Puisque c’est la période des bilans annuels, je me penche sérieusement sur mon cas depuis quelques jours. Non pas que je me trouve fascinante au point de ne m’intéresser qu’à moi-même, mais plutôt dans une perspective constante d’amélioration personnelle. Et si je devais émettre un premier constat à mon sujet, ce serait le suivant : j’ai l’impression que les gens me trouvent ennuyante. Je dis bien que c’est une impression car je n’ai pas encore interrogé la totalité de mon panel ni terminé l’analyse des situations répertoriées. Mais tout de même, ça sent la naphtaline à plein nez. 

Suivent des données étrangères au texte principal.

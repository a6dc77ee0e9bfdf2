//! Ripple CI entrypoint.

use clap::Parser;
use std::path::PathBuf;

mod commands;
mod config;
mod handlers;
mod telemetry;

use commands::{Commands, GcCommands};
use config::RippleConfig;

#[derive(Parser)]
#[command(name = "ripple")]
#[command(author, version, about = "Ripple CI server and maintenance tool", long_about = None)]
struct Cli {
    /// Configuration file (defaults to ./ripple.{yaml,toml,json} when present)
    #[arg(short, long, global = true)]
    config: Option<PathBuf>,

    #[command(subcommand)]
    command: Commands,
}

#[tokio::main]
async fn main() -> anyhow::Result<()> {
    dotenvy::dotenv().ok();

    let cli = Cli::parse();
    let config = RippleConfig::load(cli.config.as_deref())?;
    telemetry::init(&config.logging);
    config.validate()?;

    match cli.command {
        Commands::Serve {
            bind,
            skip_migrations,
        } => handlers::serve(&config, bind, skip_migrations).await?,
        Commands::Migrate => handlers::migrate(&config).await?,
        Commands::Gc { command } => match command {
            GcCommands::Cache {
                snapshot_id,
                dry_run,
            } => handlers::gc_cache(&config, &snapshot_id, dry_run).await?,
            GcCommands::List { cluster, format } => {
                handlers::gc_list(&config, &cluster, format).await?
            }
        },
        Commands::Config => handlers::show_config(&config)?,
    }

    Ok(())
}
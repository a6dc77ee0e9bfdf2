//! HTTP middleware for the API server.

use axum::{
    body::Body,
    http::{HeaderValue, Method, Request, header},
    middleware::Next,
    response::Response,
};
use tower_http::cors::{Any, CorsLayer};
use uuid::Uuid;

pub const REQUEST_ID_HEADER: &str = "x-request-id";

/// Create CORS middleware layer.
pub fn cors_layer() -> CorsLayer {
    CorsLayer::new()
        .allow_methods([Method::GET, Method::POST, Method::OPTIONS])
        .allow_headers([header::CONTENT_TYPE, header::ACCEPT])
        .allow_origin(Any)
}

/// Inject request ID into each request, keeping one the client already sent.
pub async fn request_id(mut request: Request<Body>, next: Next) -> Response {
    let value = match request.headers().get(REQUEST_ID_HEADER) {
        Some(existing) => existing.clone(),
        None => HeaderValue::from_str(&Uuid::new_v4().to_string())
            .unwrap_or_else(|_| HeaderValue::from_static("unknown")),
    };
    request
        .headers_mut()
        .insert(REQUEST_ID_HEADER, value.clone());

    let mut response = next.run(request).await;
    response.headers_mut().insert(REQUEST_ID_HEADER, value);

    response
}
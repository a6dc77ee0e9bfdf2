//! PostgreSQL implementation of CachedSnapshotImageRepository.

use async_trait::async_trait;
use ripple_core::ids::{PlanId, SnapshotId, SnapshotImageId};
use ripple_core::ports::CachedSnapshotImageRepository;
use ripple_core::snapshot::{CacheWrite, CachedSnapshotImage};
use ripple_core::{Error, Result};
use sqlx::{PgPool, Row};
use tracing::debug;

const SELECT_CACHED: &str = "SELECT c.id, c.expiration_date, c.date_created, i.snapshot_id, i.plan_id \
     FROM cached_snapshot_images c JOIN snapshot_images i ON i.id = c.id";

/// PostgreSQL implementation of CachedSnapshotImageRepository.
#[derive(Clone)]
pub struct PgCachedSnapshotImageRepository {
    pool: PgPool,
}

impl PgCachedSnapshotImageRepository {
    /// Create a new PgCachedSnapshotImageRepository.
    pub fn new(pool: PgPool) -> Self {
        Self { pool }
    }

    fn row_to_cached(r: &sqlx::postgres::PgRow) -> CachedSnapshotImage {
        CachedSnapshotImage {
            id: SnapshotImageId::from_uuid(r.get::<uuid::Uuid, _>("id")),
            snapshot_id: SnapshotId::from_uuid(r.get::<uuid::Uuid, _>("snapshot_id")),
            plan_id: PlanId::from_uuid(r.get::<uuid::Uuid, _>("plan_id")),
            expiration_date: r.get("expiration_date"),
            date_created: r.get("date_created"),
        }
    }
}

#[async_trait]
impl CachedSnapshotImageRepository for PgCachedSnapshotImageRepository {
    async fn get(&self, id: SnapshotImageId) -> Result<Option<CachedSnapshotImage>> {
        let row = sqlx::query(&format!("{SELECT_CACHED} WHERE c.id = $1"))
            .bind(id.as_uuid())
            .fetch_optional(&self.pool)
            .await
            .map_err(|e| Error::Database(e.to_string()))?;

        Ok(row.as_ref().map(Self::row_to_cached))
    }

    async fn list_for_plans(&self, plan_ids: &[PlanId]) -> Result<Vec<CachedSnapshotImage>> {
        if plan_ids.is_empty() {
            return Ok(vec![]);
        }
        let ids: Vec<uuid::Uuid> = plan_ids.iter().map(|id| *id.as_uuid()).collect();

        let rows = sqlx::query(&format!("{SELECT_CACHED} WHERE i.plan_id = ANY($1)"))
            .bind(&ids)
            .fetch_all(&self.pool)
            .await
            .map_err(|e| Error::Database(e.to_string()))?;

        Ok(rows.iter().map(Self::row_to_cached).collect())
    }

    async fn count(&self) -> Result<u64> {
        let row = sqlx::query("SELECT COUNT(*) AS total FROM cached_snapshot_images")
            .fetch_one(&self.pool)
            .await
            .map_err(|e| Error::Database(e.to_string()))?;

        Ok(row.get::<i64, _>("total") as u64)
    }

    async fn apply(&self, write: &CacheWrite) -> Result<()> {
        let mut tx = self
            .pool
            .begin()
            .await
            .map_err(|e| Error::Database(e.to_string()))?;

        // Ids are visited in order, so concurrent batches lock rows in the same order.
        for (id, expiration_date) in write.iter() {
            sqlx::query(
                "INSERT INTO cached_snapshot_images (id, expiration_date) VALUES ($1, $2) \
                 ON CONFLICT (id) DO UPDATE SET expiration_date = EXCLUDED.expiration_date",
            )
            .bind(id.as_uuid())
            .bind(*expiration_date)
            .execute(&mut *tx)
            .await
            .map_err(|e| Error::Database(e.to_string()))?;
        }

        tx.commit()
            .await
            .map_err(|e| Error::Database(e.to_string()))?;

        debug!(entries = write.len(), "Applied cache write");
        Ok(())
    }
}
//! Integration test infrastructure for Ripple CI.
//!
//! This crate provides testcontainers-based infrastructure for running
//! integration tests against a real PostgreSQL server.
//!
//! # Usage
//!
//! ```ignore
//! use ripple_tests::TestContext;
//!
//! #[tokio::test]
//! async fn test_something() {
//!     let ctx = TestContext::new().await.unwrap();
//!     let plans = ctx.plans();
//! }
//! ```

pub mod containers;
pub mod context;
pub mod fixtures;
pub mod helpers;

pub use context::TestContext;
pub use fixtures::*;
pub use helpers::*;

/// Initialize test logging (call once per test binary).
pub fn init_test_logging() {
    use tracing_subscriber::{EnvFilter, fmt};

    let _ = fmt()
        .with_env_filter(
            EnvFilter::try_from_default_env()
                .unwrap_or_else(|_| EnvFilter::new("warn,ripple_core=debug,ripple_db=debug")),
        )
        .with_test_writer()
        .try_init();
}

Il y a quelques années, alors fraichement divorcée, je prenais un malin plaisir à m’installer là où on ne m’attendait pas. Seule, handicapée et en charge de deux enfants en bas-âge, je n’avais pas le profil de la desperate housewife des séries TV. Et pourtant, c’est moi qui organisais des après-midis « Girly » auxquels je conviais les copines de mon village autour d’un café et d’une bonne bouteille de vin. Il m’était parfois compliqué de rouler droit en allant chercher mes vies à l’arrêt de bus à 16h30. Puis j’attendais patiemment 18:30, horaire qui me semblait convenable pour démarrer l’apéro et demander à mes accompagnantes de me servir un verre de rosé, voire deux ou trois, sous prétexte de me détendre de ma rude journée. Je pense que les ventes de Cabernet d’Anjou ne se sont jamais aussi bien portées qu’en 2015. 

À cette époque, qui me paraît tellement lointaine , je pouvais encore tenir des journées et des nuits entières assise dans mon fauteuil. Je sortais et recevais souvent. Je découvrais les applications de rencontre avec beaucoup d’enthousiasme. J’avais quelques douleurs de dos tout à fait tolérables et une certaine endurance. Je pouvais boire ce que je voulais, dormir à peine quelques heures et être fraîche comme un gardon le lendemain. 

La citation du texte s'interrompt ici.